- **WHAT TO WORK ON**: Only the lines below starting at the one containing "pub struct Cli" and ending at the one containing "if let Some(id)" belong in the answer, each copied exactly.

====== STORED DATA

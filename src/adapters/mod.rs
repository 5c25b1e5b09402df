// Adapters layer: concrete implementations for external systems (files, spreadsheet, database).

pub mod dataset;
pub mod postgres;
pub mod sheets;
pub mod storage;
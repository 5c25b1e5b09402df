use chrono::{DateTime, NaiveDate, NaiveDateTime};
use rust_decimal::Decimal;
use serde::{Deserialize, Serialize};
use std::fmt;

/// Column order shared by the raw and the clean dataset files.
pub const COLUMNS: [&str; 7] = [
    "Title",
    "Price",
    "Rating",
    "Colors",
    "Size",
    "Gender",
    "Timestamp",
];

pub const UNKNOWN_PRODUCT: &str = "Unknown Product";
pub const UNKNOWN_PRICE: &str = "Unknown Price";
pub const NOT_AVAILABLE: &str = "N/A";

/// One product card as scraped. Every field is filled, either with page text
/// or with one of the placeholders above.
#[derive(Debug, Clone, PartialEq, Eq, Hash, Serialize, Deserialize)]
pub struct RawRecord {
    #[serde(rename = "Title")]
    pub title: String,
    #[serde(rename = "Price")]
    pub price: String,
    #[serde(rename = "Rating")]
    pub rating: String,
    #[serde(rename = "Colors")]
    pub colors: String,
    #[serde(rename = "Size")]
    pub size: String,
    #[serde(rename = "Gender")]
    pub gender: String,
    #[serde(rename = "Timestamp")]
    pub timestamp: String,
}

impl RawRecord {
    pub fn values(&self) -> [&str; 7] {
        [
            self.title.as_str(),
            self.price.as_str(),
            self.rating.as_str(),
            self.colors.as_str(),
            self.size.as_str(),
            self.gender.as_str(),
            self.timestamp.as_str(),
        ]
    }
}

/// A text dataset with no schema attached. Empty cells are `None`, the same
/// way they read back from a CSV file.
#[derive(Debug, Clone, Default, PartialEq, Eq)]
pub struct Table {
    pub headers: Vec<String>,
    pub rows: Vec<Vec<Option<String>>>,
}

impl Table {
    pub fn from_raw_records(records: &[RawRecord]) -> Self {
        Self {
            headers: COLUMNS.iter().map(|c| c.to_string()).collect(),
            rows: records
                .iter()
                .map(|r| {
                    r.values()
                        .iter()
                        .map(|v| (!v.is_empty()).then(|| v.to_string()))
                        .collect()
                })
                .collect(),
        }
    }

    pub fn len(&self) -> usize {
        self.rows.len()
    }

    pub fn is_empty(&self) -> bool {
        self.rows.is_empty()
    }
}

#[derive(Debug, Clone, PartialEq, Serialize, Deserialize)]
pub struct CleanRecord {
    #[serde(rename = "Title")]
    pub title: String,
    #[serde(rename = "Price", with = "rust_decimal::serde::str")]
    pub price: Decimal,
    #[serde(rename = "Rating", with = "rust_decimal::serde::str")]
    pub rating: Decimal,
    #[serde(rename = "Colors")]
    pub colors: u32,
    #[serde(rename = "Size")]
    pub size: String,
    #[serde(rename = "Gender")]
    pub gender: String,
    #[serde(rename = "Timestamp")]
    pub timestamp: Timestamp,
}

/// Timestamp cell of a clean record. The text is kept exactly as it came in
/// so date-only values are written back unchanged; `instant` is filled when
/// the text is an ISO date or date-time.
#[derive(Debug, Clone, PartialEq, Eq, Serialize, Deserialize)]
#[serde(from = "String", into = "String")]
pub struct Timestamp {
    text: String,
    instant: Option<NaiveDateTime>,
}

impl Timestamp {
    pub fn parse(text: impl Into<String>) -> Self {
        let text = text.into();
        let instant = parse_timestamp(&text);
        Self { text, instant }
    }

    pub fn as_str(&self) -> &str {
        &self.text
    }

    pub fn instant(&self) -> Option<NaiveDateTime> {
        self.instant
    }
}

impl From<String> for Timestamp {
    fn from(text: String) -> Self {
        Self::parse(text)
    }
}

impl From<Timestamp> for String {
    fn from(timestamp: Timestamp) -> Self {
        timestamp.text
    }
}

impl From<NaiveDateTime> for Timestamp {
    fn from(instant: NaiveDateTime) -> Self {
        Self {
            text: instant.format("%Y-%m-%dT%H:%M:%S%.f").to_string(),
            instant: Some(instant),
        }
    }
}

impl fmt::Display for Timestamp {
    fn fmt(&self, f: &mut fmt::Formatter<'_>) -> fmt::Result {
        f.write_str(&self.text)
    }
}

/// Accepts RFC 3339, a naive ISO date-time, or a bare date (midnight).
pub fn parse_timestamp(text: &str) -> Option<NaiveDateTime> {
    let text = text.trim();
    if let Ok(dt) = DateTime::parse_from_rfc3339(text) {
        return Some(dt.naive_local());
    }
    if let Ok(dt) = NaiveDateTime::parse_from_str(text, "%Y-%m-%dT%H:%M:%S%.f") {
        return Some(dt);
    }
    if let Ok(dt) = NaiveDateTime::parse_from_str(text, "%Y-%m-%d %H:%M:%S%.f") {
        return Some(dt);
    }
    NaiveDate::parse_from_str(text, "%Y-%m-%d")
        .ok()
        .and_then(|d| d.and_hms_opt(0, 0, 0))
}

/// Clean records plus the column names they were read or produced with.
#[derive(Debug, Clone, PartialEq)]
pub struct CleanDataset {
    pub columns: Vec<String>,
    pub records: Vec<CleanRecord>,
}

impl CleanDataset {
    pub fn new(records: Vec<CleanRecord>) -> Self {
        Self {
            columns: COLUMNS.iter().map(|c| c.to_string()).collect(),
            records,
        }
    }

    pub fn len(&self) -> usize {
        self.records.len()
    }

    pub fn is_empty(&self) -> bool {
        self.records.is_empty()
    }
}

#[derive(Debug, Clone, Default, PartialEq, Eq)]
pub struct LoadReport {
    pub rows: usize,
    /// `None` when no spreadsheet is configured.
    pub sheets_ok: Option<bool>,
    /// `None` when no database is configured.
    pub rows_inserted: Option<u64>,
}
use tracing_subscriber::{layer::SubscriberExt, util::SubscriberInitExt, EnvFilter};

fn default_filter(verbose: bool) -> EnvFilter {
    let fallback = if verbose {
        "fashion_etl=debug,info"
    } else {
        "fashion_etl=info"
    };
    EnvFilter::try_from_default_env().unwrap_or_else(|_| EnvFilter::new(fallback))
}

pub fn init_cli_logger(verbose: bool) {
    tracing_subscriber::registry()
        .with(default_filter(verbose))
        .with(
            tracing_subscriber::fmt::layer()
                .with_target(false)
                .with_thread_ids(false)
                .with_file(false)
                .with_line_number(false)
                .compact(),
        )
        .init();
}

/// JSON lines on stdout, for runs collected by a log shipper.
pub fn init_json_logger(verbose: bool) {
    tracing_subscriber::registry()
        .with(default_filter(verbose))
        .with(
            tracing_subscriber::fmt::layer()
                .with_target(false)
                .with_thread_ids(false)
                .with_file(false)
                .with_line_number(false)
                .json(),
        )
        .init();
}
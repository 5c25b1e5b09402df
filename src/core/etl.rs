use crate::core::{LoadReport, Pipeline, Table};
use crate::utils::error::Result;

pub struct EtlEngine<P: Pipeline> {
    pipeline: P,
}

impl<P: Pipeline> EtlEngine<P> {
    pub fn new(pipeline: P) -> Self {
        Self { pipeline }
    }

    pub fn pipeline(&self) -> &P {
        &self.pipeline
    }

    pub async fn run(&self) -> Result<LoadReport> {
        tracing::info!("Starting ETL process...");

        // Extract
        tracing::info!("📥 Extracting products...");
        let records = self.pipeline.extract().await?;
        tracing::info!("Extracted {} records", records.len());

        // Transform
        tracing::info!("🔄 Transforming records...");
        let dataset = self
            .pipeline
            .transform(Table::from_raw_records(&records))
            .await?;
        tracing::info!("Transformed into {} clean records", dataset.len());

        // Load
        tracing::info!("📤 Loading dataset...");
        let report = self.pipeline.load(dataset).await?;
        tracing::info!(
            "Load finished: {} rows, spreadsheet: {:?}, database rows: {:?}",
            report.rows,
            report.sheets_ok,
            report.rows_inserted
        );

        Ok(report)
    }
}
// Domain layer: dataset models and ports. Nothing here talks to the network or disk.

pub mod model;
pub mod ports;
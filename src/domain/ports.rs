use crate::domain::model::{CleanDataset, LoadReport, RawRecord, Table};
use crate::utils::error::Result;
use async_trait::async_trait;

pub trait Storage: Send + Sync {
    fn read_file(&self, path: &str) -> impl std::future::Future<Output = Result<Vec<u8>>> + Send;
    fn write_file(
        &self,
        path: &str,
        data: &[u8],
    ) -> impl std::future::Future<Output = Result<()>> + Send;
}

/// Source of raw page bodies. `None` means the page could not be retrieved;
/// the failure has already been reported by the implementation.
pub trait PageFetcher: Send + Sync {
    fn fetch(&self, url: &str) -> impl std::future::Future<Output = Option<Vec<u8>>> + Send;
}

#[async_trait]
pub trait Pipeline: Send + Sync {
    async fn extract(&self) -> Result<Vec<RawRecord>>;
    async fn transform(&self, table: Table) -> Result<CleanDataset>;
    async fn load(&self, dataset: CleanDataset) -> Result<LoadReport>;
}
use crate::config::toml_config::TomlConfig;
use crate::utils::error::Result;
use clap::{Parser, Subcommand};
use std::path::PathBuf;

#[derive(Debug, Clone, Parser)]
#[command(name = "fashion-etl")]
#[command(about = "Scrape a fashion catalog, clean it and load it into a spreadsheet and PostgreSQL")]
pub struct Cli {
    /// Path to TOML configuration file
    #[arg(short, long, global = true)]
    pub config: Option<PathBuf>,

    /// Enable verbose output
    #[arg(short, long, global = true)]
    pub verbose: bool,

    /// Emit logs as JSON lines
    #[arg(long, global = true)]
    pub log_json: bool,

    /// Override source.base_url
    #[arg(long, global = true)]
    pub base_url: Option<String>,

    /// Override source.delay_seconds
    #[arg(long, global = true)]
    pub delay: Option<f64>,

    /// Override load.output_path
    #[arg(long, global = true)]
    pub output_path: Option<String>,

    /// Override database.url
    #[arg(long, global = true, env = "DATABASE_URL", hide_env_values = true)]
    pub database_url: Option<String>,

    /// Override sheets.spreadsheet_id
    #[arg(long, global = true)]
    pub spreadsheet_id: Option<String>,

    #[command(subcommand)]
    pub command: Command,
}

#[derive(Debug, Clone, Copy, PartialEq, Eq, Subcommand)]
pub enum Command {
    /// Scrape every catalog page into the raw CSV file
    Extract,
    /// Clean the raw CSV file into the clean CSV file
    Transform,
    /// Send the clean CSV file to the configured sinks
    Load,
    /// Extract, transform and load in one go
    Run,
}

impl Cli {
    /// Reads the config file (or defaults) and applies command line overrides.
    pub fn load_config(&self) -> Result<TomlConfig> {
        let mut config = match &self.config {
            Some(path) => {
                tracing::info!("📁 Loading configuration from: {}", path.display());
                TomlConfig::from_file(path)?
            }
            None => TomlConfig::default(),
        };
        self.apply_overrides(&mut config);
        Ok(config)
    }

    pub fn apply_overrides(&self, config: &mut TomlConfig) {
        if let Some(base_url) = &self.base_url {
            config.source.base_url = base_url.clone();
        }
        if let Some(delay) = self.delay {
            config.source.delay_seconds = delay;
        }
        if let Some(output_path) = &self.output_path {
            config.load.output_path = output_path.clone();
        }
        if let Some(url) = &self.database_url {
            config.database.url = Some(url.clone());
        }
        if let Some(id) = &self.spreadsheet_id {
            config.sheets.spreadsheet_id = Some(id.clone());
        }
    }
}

============

- **TASK OUTPUT**:
pub struct Cli {
    /// Path to TOML configuration file
    #[arg(short, long, global = true)]
    pub config: Option<PathBuf>,

    /// Enable verbose output
    #[arg(short, long, global = true)]
    pub verbose: bool,

    /// Emit logs as JSON lines
    #[arg(long, global = true)]
    pub log_json: bool,

    /// Override source.base_url
    #[arg(long, global = true)]
    pub base_url: Option<String>,

    /// Override source.delay_seconds
    #[arg(long, global = true)]
    pub delay: Option<f64>,

    /// Override load.output_path
    #[arg(long, global = true)]
    pub output_path: Option<String>,

    /// Override database.url
    #[arg(long, global = true, env = "DATABASE_URL", hide_env_values = true)]
    pub database_url: Option<String>,

    /// Override sheets.spreadsheet_id
    #[arg(long, global = true)]
    pub spreadsheet_id: Option<String>,

    #[command(subcommand)]
    pub command: Command,
}

#[derive(Debug, Clone, Copy, PartialEq, Eq, Subcommand)]
pub enum Command {
    /// Scrape every catalog page into the raw CSV file
    Extract,
    /// Clean the raw CSV file into the clean CSV file
    Transform,
    /// Send the clean CSV file to the configured sinks
    Load,
    /// Extract, transform and load in one go
    Run,
}

impl Cli {
    /// Reads the config file (or defaults) and applies command line overrides.
    pub fn load_config(&self) -> Result<TomlConfig> {
        let mut config = match &self.config {
            Some(path) => {
                tracing::info!("📁 Loading configuration from: {}", path.display());
                TomlConfig::from_file(path)?
            }
            None => TomlConfig::default(),
        };
        self.apply_overrides(&mut config);
        Ok(config)
    }

    pub fn apply_overrides(&self, config: &mut TomlConfig) {
        if let Some(base_url) = &self.base_url {
            config.source.base_url = base_url.clone();
        }
        if let Some(delay) = self.delay {
            config.source.delay_seconds = delay;
        }
        if let Some(output_path) = &self.output_path {
            config.load.output_path = output_path.clone();
        }
        if let Some(url) = &self.database_url {
            config.database.url = Some(url.clone());
        }
        if let Some(id) = &self.spreadsheet_id {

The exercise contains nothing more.